If a line in the entries below includes "StoreResult", pick it out and copy it.
== == ==
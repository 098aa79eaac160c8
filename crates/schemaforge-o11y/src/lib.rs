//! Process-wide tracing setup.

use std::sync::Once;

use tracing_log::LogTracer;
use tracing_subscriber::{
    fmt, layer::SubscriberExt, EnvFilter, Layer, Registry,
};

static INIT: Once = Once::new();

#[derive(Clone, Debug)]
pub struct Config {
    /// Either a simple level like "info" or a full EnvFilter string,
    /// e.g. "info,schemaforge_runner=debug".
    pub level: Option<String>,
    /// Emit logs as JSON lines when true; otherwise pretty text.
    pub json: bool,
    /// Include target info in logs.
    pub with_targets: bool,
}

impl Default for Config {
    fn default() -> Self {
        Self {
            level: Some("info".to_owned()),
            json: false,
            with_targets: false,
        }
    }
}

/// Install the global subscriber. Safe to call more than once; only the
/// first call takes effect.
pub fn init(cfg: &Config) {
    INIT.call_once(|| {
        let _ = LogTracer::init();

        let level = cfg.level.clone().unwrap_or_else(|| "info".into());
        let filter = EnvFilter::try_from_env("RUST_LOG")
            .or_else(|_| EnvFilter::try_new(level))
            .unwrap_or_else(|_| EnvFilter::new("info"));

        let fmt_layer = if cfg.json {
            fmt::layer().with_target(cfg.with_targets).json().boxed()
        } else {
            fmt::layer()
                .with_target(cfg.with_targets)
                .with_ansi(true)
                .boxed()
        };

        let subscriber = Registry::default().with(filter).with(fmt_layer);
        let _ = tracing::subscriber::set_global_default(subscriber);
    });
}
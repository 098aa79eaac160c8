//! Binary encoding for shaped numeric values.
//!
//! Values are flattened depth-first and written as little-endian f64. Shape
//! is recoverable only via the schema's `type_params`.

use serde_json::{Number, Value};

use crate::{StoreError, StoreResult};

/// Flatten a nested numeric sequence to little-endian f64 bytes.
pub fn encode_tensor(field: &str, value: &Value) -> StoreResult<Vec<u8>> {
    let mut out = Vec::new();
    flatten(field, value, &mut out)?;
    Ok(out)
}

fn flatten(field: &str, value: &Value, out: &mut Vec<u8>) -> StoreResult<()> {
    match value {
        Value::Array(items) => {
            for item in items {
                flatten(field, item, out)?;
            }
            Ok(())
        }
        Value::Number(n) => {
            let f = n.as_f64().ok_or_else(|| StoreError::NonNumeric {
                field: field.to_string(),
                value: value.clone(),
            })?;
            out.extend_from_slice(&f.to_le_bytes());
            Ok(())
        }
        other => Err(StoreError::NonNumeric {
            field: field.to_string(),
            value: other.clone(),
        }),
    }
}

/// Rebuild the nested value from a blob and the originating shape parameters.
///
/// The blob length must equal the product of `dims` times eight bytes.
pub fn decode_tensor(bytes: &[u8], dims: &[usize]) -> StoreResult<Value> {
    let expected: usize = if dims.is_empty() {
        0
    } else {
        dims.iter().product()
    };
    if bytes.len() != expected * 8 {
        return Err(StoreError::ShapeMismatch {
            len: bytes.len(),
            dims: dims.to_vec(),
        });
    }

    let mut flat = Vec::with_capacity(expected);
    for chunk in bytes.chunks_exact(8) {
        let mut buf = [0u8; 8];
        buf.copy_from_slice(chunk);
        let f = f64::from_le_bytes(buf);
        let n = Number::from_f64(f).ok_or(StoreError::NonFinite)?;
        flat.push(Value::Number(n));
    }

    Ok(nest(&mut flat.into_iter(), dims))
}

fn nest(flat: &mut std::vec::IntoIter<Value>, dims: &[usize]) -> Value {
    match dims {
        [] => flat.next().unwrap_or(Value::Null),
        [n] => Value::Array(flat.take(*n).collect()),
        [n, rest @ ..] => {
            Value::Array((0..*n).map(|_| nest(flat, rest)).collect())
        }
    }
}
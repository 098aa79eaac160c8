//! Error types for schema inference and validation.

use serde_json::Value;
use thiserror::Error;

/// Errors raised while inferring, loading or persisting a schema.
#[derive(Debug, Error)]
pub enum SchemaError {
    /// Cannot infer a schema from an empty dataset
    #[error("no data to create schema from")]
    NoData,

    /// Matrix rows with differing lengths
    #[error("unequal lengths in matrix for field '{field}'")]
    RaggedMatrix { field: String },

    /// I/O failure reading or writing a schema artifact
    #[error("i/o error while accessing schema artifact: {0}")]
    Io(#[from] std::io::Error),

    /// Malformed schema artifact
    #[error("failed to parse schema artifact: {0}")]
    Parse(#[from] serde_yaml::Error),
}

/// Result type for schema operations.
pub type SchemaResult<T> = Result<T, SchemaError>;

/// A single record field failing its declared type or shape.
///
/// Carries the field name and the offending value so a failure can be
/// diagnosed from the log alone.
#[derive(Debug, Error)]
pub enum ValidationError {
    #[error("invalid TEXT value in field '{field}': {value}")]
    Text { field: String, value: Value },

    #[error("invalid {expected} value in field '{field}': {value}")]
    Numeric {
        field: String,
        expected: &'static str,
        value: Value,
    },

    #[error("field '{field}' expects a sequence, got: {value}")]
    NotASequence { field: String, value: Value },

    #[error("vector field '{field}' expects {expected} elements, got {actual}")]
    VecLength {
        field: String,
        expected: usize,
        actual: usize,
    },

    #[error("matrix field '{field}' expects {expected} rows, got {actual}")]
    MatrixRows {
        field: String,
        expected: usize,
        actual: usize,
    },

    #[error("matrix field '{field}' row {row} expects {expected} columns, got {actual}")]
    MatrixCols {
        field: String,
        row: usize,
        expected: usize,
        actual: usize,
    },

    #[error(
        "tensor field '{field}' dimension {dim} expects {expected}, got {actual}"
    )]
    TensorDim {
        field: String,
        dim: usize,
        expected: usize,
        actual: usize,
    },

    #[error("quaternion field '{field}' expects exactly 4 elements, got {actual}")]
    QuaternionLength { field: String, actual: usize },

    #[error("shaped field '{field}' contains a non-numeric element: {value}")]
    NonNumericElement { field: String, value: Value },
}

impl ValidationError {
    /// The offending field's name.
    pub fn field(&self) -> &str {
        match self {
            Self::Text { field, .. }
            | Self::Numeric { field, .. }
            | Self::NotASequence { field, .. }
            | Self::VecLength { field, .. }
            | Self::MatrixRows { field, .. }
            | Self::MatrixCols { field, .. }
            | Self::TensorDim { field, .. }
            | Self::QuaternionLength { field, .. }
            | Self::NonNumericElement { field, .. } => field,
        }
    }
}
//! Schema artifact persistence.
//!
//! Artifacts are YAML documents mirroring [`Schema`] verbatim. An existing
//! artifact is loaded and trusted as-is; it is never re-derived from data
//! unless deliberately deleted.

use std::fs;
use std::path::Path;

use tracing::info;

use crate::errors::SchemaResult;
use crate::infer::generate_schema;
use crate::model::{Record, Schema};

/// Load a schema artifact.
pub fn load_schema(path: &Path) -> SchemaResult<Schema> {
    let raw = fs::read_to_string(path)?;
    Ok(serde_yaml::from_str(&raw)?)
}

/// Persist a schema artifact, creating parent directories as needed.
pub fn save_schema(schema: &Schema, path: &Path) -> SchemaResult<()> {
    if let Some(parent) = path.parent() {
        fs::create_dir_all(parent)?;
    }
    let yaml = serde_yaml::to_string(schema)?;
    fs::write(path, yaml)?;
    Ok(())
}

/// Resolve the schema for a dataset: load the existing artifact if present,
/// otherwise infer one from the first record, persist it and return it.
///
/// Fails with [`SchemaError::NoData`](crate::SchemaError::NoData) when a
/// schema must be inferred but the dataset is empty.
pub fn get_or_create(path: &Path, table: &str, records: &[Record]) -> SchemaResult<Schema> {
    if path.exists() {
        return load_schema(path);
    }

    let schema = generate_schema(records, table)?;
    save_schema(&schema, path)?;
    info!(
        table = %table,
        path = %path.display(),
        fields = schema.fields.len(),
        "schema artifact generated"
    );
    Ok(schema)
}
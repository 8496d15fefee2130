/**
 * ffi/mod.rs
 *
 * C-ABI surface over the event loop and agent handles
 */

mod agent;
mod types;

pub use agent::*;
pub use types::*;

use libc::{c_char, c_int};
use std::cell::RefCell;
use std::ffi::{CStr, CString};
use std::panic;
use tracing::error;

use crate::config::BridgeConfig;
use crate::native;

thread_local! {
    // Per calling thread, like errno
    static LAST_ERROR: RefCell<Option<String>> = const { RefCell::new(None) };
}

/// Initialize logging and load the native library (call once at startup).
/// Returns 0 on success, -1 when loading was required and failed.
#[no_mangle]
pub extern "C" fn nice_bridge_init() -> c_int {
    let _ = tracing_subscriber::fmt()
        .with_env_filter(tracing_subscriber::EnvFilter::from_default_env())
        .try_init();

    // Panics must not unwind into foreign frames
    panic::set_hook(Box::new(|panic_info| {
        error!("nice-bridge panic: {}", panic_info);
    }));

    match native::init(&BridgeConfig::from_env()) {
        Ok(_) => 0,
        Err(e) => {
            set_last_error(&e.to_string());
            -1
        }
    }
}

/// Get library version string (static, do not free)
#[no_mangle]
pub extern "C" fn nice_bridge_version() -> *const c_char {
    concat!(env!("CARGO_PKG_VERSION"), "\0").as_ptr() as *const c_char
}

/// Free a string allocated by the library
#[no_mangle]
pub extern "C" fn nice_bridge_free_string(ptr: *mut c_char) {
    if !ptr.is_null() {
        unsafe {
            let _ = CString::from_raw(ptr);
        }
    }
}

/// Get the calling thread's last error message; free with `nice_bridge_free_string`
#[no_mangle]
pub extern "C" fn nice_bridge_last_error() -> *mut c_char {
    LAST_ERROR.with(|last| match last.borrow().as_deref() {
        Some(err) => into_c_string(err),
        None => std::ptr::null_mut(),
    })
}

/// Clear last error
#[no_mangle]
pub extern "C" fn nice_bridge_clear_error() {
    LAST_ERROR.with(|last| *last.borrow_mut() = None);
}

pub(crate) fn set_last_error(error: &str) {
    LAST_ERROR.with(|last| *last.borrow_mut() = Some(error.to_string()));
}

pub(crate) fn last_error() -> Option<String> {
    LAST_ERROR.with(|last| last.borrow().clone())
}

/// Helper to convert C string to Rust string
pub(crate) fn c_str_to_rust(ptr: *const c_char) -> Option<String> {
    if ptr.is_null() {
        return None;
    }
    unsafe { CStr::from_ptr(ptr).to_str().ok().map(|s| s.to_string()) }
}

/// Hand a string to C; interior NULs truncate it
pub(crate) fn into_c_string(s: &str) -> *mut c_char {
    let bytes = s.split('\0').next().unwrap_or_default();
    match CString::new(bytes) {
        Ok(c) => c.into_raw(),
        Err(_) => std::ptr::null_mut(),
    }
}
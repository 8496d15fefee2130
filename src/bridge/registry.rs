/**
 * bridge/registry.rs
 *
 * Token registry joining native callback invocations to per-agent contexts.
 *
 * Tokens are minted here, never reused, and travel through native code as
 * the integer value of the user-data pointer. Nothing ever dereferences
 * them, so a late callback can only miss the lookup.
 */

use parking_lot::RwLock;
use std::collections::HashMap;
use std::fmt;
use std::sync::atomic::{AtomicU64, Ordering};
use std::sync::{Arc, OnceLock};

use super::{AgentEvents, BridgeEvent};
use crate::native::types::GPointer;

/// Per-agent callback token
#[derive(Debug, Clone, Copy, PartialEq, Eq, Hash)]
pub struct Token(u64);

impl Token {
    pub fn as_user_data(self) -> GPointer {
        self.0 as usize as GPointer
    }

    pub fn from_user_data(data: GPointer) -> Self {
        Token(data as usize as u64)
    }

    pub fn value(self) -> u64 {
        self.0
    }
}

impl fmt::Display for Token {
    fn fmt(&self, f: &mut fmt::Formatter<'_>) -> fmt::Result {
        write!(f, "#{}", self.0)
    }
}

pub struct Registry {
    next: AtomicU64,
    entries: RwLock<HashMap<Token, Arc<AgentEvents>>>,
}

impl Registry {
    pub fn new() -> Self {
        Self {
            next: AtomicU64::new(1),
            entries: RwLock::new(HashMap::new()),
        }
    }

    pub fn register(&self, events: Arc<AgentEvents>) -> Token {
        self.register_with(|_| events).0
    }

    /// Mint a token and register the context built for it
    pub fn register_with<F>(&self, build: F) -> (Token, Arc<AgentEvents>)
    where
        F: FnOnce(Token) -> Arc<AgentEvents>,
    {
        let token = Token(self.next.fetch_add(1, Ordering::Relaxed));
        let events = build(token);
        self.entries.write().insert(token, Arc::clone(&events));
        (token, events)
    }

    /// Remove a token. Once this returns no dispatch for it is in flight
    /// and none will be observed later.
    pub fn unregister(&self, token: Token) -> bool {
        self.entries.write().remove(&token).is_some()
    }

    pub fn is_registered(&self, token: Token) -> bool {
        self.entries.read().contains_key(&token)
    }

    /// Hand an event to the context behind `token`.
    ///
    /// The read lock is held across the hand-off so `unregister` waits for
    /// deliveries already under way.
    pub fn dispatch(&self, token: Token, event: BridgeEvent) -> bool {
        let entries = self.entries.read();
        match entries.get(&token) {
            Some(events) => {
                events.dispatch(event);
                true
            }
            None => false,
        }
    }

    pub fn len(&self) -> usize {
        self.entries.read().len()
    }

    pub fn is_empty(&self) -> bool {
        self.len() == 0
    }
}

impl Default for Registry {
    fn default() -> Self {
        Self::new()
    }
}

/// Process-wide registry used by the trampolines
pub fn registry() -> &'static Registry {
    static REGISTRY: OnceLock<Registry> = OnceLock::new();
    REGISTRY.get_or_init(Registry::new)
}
== == ==
Written response:
use crate::{StoreError, StoreResult};
pub fn encode_tensor(field: &str, value: &Value) -> StoreResult<Vec<u8>> {
fn flatten(field: &str, value: &Value, out: &mut Vec<u8>) -> StoreResult<()> {
pub fn decode_tensor(bytes: &[u8], dims: &[usize]) -> StoreResult<Value> {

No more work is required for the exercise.